Directions for this task:
Throughout the records below, find each line holding "GeneralizedIndex" and copy it.

Input data:
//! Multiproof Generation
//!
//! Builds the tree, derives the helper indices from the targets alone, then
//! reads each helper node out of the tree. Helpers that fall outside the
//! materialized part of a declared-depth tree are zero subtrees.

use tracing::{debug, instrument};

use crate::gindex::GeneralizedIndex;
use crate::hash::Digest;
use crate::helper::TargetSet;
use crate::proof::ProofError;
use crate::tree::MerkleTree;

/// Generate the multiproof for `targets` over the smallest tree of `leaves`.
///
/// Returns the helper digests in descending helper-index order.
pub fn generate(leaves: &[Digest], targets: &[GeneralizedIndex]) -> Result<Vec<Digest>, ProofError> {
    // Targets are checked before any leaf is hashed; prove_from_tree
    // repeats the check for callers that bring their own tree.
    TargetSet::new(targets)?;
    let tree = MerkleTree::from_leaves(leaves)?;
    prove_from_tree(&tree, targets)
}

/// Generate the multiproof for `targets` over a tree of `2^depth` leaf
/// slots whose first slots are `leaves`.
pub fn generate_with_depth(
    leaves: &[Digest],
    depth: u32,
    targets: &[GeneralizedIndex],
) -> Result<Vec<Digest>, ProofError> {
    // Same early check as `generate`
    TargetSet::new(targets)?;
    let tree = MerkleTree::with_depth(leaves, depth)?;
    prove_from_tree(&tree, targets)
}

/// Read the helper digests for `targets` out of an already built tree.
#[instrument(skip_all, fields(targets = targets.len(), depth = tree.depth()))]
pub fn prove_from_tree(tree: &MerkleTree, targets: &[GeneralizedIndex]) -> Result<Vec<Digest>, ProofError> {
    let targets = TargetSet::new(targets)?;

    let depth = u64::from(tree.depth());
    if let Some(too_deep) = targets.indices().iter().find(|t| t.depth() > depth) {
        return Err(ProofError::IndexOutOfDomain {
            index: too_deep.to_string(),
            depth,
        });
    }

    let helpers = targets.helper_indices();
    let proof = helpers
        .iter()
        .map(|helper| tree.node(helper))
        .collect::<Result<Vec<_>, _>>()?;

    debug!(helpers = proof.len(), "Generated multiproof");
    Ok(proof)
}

Answer box:
use crate::gindex::GeneralizedIndex;
pub fn generate(leaves: &[Digest], targets: &[GeneralizedIndex]) -> Result<Vec<Digest>, ProofError> {
    targets: &[GeneralizedIndex],
pub fn prove_from_tree(tree: &MerkleTree, targets: &[GeneralizedIndex]) -> Result<Vec<Digest>, ProofError> {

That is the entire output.